Die Entscheidung des Frankfurter Verwaltungsgerichts, die Blockupy-Proteste von Mittwoch an in Frankfurt weitgehend zu untersagen, ist von Realitätssinn getragen. Selbst wenn es ein generelles Verbot von Demonstrationen in der Geschichte der Bundesrepublik nur in ganz wenigen Fällen gegeben hat, waren die Zeichen diesmal zu alarmierend. Das Gericht sah in diesem Fall die Sicherheit der Bürger in höherem Maße bedroht als die für die Demokratie so wichtigen Grundrechte der Meinungs- und Versammlungsfreiheit.
Die angestrebte Blockade des internationalen Finanzdistrikts mit der Europäischen Zentralbank im Mittelpunkt birgt aus Sicht der Richter ein kaum zu kalkulierendes Potential von Gefahren. Sie durchkreuzten mit dem Eilbeschluss eine, wie sie es nennen, „Protest-Choreographie“, die darauf hinausgelaufen sei, die EZB und Großbanken lahmzulegen.
Gewalttäter aus ganz Europa
Ob das für eine offene Gesellschaft hohe Gut der Demonstrationsfreiheit der vermutlich überwiegend friedlichen Teilnehmer angemessen gegen die drohenden Gefahren von Ausschreitungen abgewogen wurde, wird sich erst im Nachhinein ermessen lassen. Szenarien von Straßenschlachten mit aus ganz Europa anreisenden Gewalttätern, denen wenig an prekärer Arbeit, Migration oder gar Ökologie (so die Themen dieser „europäischen Aktionstage“), aber viel an Randale gelegen ist, hielten die Sicherheitsbehörden für sehr wahrscheinlich. Das Gericht folgte nun dieser Einschätzung. Der Rechtsstaat muss es nur bis zu einem gewissen Maß aushalten, wenn man versucht, ihn auszuhebeln, lautet die Botschaft dieses Beschlusses.

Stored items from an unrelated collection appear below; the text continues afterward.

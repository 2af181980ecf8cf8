//! Error taxonomy for the image pipeline.

use std::fmt;

use wasm_bindgen::JsValue;

#[derive(Debug, Clone, PartialEq)]
pub enum OpError {
    /// Input dimensions differ and resampling was not permitted.
    SizeMismatch {
        primary: (usize, usize),
        secondary: (usize, usize),
    },
    /// Operator inputs disagree in shape. The normalizer is responsible for
    /// establishing equal shapes, so this is a defect in the calling sequence.
    ShapeMismatch,
    /// Blend weight outside [0, 1].
    InvalidWeight(f64),
    /// Operator name not in the known set.
    UnsupportedOperator(String),
    /// Sample buffer length does not match the declared dimensions.
    BufferLength { expected: usize, actual: usize },
    /// Width or height is zero.
    ZeroDimension,
}

impl fmt::Display for OpError {
    fn fmt(&self, f: &mut fmt::Formatter<'_>) -> fmt::Result {
        match self {
            Self::SizeMismatch { primary, secondary } => write!(
                f,
                "size mismatch: A={}x{}, B={}x{}; enable auto-resize or use equally sized images",
                primary.0, primary.1, secondary.0, secondary.1
            ),
            Self::ShapeMismatch => write!(f, "operator inputs have mismatched shapes"),
            Self::InvalidWeight(w) => write!(f, "blend weight {} is outside [0, 1]", w),
            Self::UnsupportedOperator(name) => write!(f, "unsupported operation \"{}\"", name),
            Self::BufferLength { expected, actual } => write!(
                f,
                "buffer length mismatch: expected {}, got {}",
                expected, actual
            ),
            Self::ZeroDimension => write!(f, "image dimensions must be positive"),
        }
    }
}

impl std::error::Error for OpError {}

impl From<OpError> for JsValue {
    fn from(err: OpError) -> Self {
        JsValue::from_str(&err.to_string())
    }
}

#[test]
fn test_display() {
    let err = OpError::SizeMismatch {
        primary: (640, 480),
        secondary: (320, 240),
    };
    assert!(err.to_string().contains("A=640x480"));
    assert!(err.to_string().contains("B=320x240"));
    assert_eq!(
        OpError::UnsupportedOperator("invert".to_string()).to_string(),
        "unsupported operation \"invert\""
    );
}
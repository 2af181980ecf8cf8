use imgops_wasm::{align, apply, ChannelLayout, OpError, PixelOp, RasterImage};

fn rgba_fill(width: usize, height: usize, px: [u8; 4]) -> RasterImage {
    let mut data = Vec::with_capacity(width * height * 4);
    for _ in 0..width * height {
        data.extend_from_slice(&px);
    }
    RasterImage::from_vec(width, height, ChannelLayout::Rgba, data).unwrap()
}

#[test]
fn canvas_shaped_inputs_run_end_to_end() {
    // Canvas snapshots are always Rgba; the pipeline must align them to Rgb
    // and combine without the caller doing any conversion.
    let a = rgba_fill(4, 3, [10, 10, 10, 255]);
    let b = rgba_fill(4, 3, [250, 250, 250, 255]);

    let aligned = align(a, b, false).unwrap();
    assert!(!aligned.resized);
    assert_eq!(aligned.primary.layout(), ChannelLayout::Rgb);
    assert_eq!(aligned.secondary.layout(), ChannelLayout::Rgb);

    let sum = apply(&aligned.primary, &aligned.secondary, PixelOp::Add).unwrap();
    assert!(sum.data().iter().all(|&v| v == 255));

    let diff = apply(&aligned.primary, &aligned.secondary, PixelOp::Subtract).unwrap();
    assert!(diff.data().iter().all(|&v| v == 0));

    let mixed = apply(&aligned.primary, &aligned.secondary, PixelOp::Blend(0.5)).unwrap();
    assert!(mixed.data().iter().all(|&v| v == 130));
}

#[test]
fn mismatched_sizes_resample_secondary_only() {
    let a = rgba_fill(6, 4, [100, 100, 100, 255]);
    let b = rgba_fill(12, 8, [40, 40, 40, 255]);

    let aligned = align(a, b, true).unwrap();
    assert!(aligned.resized);
    assert_eq!(aligned.primary.dimensions(), (6, 4));
    assert_eq!(aligned.secondary.dimensions(), (6, 4));

    let out = apply(&aligned.primary, &aligned.secondary, PixelOp::Lighten).unwrap();
    assert_eq!(out.dimensions(), (6, 4));
    assert!(out.data().iter().all(|&v| v == 100));
}

#[test]
fn mismatched_sizes_without_opt_in_fail_before_any_work() {
    let a = rgba_fill(6, 4, [1, 2, 3, 255]);
    let b = rgba_fill(5, 4, [4, 5, 6, 255]);

    match align(a, b, false) {
        Err(OpError::SizeMismatch { primary, secondary }) => {
            assert_eq!(primary, (6, 4));
            assert_eq!(secondary, (5, 4));
        }
        other => panic!("expected SizeMismatch, got {:?}", other),
    }
}

#[test]
fn grayscale_against_color_combines_channel_uniformly() {
    let gray = RasterImage::from_vec(2, 1, ChannelLayout::Gray, vec![100, 200]).unwrap();
    let color =
        RasterImage::from_vec(2, 1, ChannelLayout::Rgb, vec![50, 10, 0, 30, 20, 10]).unwrap();

    let aligned = align(gray, color, false).unwrap();
    let out = apply(&aligned.primary, &aligned.secondary, PixelOp::Add).unwrap();
    assert_eq!(out.data(), &[150, 110, 100, 230, 220, 210]);
}
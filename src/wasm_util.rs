use wasm_bindgen::prelude::*;

#[wasm_bindgen]
extern "C" {
    #[wasm_bindgen(js_namespace = console)]
    pub(crate) fn log(s: &str);
}

macro_rules! console_log {
    ($fmt:expr, $($arg1:expr),*) => {
        crate::wasm_util::log(&format!($fmt, $($arg1),+))
    };
    ($fmt:expr) => {
        crate::wasm_util::log($fmt)
    }
}

pub(crate) use console_log;

pub(crate) fn window() -> web_sys::Window {
    web_sys::window().expect("no global `window` exists")
}
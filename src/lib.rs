//! Pixel-wise image combination core for a browser demo.
//!
//! Two images arrive as decoded rasters, get aligned in size and channel
//! layout by [`normalize::align`], and are combined per pixel by
//! [`ops::apply`]. The [`bridge`] module wires the pipeline to canvases
//! through wasm-bindgen; everything else is plain Rust and runs under
//! `cargo test` on the host.

mod bridge;
mod error;
mod normalize;
mod ops;
mod raster;
mod wasm_util;

pub use error::OpError;
pub use normalize::{align, AlignmentResult};
pub use ops::{apply, PixelOp};
pub use raster::{ChannelLayout, RasterImage};

pub(crate) use wasm_util::{console_log, window};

So konsequent und mutig die Entscheidung ist, am Ende wird es, wie so oft, auf die Polizei ankommen. Sie muss schützen, „deeskalieren“ und einschreiten, wenn Gewalt ausbricht. Schließlich haben die „Aktivisten“ schon angekündigt, sie kämen trotz eines Verbots. Manche vielleicht sogar besonders gerne, weil Krawalle damit programmiert wären. Und ob sich die Proteste tatsächlich friedlich in dem für Samstag erlaubten Demonstrationszug kanalisieren lassen, bleibt ebenso abzuwarten. Das gilt auch für die Frage, wie der nun vermutlich bis zum Bundesverfassungsgericht fortgesetzte juristische Kampf enden wird.
Trotz der Gerichtsentscheidung steht fest: Die nächsten Tage bleiben unruhig und ungewiss.